- _Exercise objective_: Out of the records below, copy all lines in which the word "RecordId" occurs.

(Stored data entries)
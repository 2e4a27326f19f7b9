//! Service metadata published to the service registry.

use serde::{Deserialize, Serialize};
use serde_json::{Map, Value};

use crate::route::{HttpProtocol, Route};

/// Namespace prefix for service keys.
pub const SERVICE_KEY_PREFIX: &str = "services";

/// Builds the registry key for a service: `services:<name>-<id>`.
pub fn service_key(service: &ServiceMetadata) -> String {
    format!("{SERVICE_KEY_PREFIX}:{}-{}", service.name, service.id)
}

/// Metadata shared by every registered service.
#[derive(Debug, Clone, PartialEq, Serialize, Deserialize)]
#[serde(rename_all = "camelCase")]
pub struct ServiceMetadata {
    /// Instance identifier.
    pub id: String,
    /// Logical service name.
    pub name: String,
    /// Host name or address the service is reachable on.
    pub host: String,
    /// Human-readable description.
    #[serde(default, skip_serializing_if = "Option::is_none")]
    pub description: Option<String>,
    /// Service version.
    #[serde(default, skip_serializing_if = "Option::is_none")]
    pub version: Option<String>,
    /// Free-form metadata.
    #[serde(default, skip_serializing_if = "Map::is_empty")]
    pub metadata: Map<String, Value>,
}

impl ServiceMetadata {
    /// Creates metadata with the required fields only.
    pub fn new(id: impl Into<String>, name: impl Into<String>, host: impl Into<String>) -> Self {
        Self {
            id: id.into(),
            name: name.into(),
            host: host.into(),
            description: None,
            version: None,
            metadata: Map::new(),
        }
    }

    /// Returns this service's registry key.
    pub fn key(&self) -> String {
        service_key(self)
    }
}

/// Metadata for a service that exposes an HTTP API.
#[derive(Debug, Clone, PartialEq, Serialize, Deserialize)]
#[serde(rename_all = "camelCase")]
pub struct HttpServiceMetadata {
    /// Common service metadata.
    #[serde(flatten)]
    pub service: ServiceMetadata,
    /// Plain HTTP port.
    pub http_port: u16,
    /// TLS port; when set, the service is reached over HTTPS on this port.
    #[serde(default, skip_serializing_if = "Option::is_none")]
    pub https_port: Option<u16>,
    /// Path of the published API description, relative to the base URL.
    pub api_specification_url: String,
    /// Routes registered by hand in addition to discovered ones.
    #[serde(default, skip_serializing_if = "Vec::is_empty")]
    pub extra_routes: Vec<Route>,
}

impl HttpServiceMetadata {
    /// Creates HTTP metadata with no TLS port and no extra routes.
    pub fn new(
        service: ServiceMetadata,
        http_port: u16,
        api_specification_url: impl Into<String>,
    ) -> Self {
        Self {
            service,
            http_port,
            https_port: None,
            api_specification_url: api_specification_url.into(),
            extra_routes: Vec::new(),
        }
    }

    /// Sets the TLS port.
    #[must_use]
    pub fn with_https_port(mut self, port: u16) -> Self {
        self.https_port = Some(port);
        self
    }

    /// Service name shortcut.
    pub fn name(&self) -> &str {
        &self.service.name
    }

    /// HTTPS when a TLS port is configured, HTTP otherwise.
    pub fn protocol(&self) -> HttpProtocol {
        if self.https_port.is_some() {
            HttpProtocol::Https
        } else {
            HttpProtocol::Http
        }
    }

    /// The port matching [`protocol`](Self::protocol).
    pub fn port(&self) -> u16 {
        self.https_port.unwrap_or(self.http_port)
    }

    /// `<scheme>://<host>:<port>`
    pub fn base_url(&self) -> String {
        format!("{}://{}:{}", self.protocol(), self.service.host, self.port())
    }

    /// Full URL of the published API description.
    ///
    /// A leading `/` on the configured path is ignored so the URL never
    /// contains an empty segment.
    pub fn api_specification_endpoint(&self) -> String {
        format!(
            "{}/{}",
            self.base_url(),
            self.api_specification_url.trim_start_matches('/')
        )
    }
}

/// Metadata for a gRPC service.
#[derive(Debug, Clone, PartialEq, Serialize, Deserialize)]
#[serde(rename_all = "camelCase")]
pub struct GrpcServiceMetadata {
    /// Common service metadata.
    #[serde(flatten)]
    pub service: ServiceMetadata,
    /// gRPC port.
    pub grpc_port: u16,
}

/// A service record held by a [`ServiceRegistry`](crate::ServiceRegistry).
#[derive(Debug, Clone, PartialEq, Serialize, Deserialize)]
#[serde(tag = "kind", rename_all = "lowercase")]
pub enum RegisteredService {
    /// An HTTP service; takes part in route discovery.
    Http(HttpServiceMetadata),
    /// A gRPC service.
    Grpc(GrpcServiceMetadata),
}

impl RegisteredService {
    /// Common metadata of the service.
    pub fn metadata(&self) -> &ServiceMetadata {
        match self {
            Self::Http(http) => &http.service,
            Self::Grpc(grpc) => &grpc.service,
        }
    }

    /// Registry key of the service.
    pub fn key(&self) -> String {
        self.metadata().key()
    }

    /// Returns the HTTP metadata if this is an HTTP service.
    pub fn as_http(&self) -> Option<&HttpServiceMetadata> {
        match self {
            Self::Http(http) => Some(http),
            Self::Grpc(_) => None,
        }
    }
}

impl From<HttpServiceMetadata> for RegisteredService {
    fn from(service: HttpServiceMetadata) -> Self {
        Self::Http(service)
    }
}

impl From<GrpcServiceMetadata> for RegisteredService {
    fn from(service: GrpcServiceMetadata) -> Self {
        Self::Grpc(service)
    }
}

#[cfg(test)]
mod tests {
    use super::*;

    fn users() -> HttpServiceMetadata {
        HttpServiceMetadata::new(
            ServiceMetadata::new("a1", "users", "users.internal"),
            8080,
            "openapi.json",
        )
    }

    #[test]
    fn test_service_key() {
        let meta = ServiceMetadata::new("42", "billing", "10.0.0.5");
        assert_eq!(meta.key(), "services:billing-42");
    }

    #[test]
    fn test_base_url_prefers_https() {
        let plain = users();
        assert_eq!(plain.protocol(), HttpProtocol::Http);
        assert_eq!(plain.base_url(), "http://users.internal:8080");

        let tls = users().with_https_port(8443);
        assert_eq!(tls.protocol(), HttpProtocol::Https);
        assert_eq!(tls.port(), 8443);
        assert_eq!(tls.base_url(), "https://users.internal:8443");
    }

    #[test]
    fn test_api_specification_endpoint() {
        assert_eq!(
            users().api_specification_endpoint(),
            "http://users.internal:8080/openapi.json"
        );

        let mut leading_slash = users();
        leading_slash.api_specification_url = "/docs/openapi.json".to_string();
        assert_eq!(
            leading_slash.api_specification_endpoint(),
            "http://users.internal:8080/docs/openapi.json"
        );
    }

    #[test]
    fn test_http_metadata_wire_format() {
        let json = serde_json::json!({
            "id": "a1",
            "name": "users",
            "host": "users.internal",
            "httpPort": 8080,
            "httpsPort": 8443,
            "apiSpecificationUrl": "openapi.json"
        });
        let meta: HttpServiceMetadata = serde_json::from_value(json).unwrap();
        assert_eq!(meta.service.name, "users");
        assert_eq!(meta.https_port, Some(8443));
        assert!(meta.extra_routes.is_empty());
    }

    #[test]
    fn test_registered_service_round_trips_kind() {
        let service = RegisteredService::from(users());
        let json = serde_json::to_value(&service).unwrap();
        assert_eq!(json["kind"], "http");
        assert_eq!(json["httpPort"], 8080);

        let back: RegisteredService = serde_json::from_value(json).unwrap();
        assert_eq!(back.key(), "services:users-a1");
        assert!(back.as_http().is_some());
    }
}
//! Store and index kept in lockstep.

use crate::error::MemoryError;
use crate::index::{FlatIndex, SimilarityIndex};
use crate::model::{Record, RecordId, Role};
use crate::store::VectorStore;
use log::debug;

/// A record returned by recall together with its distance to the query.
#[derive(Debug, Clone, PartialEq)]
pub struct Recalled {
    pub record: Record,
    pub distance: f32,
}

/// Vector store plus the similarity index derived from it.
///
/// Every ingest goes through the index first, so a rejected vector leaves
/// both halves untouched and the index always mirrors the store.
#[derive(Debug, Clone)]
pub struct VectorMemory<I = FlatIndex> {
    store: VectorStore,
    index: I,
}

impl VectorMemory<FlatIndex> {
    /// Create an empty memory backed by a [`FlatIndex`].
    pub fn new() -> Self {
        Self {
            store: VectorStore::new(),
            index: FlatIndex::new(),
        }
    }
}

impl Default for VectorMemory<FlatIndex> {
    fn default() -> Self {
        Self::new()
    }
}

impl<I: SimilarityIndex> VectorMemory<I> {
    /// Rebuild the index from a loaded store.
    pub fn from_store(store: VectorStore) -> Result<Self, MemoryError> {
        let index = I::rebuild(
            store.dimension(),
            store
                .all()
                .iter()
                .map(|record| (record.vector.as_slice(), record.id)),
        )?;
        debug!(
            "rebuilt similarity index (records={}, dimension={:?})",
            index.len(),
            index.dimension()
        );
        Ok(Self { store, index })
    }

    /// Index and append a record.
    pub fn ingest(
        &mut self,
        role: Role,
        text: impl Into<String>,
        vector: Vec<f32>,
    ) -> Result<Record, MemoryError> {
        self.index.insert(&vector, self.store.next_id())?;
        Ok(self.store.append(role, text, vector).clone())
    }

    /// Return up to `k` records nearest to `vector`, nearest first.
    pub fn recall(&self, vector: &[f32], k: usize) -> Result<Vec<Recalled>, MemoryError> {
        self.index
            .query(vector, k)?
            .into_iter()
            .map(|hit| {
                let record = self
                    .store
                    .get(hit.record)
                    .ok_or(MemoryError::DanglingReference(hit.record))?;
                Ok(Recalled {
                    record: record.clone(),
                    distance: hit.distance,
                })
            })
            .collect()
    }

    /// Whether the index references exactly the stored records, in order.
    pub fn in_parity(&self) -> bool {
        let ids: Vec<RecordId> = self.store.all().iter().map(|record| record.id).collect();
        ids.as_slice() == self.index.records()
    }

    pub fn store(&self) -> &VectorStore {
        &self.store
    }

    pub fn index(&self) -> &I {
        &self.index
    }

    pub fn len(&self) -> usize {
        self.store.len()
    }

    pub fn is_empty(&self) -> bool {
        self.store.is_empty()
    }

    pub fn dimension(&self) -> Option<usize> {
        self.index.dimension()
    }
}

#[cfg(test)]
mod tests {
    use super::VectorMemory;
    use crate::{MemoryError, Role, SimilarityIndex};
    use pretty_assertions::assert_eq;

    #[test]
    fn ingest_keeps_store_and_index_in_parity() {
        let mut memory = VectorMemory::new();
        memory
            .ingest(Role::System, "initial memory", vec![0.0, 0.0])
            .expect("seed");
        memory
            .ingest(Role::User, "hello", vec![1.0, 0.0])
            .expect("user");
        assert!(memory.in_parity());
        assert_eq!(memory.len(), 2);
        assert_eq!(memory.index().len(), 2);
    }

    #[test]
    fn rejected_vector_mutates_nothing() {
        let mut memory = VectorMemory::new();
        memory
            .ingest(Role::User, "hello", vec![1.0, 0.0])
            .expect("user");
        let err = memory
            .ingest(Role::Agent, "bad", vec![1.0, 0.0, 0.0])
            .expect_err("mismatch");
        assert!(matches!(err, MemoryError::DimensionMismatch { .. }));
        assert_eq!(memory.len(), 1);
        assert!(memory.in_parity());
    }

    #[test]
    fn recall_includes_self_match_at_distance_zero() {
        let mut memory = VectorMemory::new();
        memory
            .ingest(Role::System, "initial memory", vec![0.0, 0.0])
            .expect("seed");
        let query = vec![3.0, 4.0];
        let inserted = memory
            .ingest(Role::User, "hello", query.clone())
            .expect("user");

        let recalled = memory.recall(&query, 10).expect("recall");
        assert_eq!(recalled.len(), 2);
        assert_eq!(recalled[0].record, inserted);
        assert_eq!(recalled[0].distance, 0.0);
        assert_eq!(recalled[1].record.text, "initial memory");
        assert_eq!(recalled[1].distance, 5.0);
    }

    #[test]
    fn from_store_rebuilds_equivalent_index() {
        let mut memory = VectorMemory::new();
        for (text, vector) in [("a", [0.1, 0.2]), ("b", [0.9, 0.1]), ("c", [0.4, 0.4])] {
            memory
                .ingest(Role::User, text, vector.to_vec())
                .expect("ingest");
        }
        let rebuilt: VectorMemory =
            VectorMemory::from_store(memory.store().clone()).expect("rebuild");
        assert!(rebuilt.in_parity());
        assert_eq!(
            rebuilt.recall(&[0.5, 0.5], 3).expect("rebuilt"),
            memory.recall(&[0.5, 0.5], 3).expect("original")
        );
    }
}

- _Exercise answer_:
use crate::model::{Record, RecordId, Role};
        let ids: Vec<RecordId> = self.store.all().iter().map(|record| record.id).collect();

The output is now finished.